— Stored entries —
--- START ---

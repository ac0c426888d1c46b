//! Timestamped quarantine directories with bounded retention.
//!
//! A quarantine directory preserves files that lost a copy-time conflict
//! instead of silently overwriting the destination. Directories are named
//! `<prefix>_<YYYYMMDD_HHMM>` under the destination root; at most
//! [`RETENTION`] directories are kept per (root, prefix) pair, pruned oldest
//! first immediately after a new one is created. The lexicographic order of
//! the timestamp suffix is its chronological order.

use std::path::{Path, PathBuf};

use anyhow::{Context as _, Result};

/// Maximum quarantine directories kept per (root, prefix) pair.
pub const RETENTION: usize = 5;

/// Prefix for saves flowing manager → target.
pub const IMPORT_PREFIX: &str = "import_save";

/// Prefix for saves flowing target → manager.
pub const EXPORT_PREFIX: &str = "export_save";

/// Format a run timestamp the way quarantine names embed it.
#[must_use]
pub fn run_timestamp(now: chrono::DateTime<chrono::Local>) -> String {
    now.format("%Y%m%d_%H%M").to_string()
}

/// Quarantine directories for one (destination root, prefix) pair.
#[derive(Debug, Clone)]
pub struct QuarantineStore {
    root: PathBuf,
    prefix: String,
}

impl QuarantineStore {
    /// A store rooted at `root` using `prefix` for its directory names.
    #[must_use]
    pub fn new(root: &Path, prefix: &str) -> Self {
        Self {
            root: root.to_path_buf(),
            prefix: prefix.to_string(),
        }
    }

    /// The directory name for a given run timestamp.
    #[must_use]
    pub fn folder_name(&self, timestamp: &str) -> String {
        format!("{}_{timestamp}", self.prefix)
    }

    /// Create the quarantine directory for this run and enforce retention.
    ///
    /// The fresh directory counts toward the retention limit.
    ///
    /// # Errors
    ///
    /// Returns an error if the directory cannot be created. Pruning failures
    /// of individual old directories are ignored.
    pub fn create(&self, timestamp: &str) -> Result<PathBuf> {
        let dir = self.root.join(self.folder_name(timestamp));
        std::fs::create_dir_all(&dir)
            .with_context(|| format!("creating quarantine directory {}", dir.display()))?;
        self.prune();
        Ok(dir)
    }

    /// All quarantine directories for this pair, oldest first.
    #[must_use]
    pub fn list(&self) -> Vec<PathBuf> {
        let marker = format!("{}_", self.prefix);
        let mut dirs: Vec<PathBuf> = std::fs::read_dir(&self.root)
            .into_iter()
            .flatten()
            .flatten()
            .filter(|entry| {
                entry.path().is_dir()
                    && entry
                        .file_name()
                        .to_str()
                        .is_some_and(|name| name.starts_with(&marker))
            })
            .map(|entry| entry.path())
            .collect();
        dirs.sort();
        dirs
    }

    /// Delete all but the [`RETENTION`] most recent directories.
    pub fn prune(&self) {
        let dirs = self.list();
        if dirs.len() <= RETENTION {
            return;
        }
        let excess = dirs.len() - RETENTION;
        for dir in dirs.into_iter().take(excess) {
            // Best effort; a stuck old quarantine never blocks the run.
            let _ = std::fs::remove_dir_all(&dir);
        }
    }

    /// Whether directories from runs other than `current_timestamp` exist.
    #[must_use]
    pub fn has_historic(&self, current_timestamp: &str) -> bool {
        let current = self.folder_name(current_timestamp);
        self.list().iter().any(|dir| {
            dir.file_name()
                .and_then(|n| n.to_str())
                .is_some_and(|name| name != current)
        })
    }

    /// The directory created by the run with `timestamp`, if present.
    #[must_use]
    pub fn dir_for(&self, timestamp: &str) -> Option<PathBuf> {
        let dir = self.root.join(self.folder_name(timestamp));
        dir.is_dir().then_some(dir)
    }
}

--- END ---
--- START ---

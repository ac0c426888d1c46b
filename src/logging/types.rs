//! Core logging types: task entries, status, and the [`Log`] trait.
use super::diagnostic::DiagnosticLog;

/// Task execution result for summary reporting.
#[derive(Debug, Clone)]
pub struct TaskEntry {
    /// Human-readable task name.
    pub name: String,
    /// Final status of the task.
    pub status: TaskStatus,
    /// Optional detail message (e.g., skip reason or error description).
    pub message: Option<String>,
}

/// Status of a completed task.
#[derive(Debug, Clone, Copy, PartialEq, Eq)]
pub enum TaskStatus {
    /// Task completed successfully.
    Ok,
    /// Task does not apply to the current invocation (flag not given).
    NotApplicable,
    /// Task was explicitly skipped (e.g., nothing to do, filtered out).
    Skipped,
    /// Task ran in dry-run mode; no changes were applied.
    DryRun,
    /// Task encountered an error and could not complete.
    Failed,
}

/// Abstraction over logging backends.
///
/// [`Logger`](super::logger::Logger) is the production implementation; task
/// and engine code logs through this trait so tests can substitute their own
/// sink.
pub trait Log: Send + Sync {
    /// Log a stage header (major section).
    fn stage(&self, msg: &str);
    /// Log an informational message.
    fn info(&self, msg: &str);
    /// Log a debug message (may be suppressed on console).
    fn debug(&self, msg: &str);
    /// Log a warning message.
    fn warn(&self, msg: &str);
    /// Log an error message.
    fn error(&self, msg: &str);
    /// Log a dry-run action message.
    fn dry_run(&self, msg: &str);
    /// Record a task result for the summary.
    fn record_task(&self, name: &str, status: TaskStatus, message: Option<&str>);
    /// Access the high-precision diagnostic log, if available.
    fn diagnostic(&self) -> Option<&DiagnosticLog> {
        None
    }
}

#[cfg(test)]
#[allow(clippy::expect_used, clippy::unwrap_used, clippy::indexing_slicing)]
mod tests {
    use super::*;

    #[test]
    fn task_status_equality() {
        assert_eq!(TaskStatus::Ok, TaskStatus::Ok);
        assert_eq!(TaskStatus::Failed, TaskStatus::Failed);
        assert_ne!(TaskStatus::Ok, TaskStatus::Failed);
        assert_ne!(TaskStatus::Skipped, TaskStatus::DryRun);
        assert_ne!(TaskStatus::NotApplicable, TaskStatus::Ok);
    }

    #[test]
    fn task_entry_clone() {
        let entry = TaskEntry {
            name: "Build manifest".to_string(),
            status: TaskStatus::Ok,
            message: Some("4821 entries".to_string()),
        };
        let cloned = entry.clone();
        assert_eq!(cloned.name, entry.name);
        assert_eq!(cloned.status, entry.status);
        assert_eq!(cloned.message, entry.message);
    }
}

--- END ---

— WHAT IS BEING ASKED —
Would you count the lines in the entries that hold "order" and reply with only the count?

— RESULT FOR THIS TASK —
2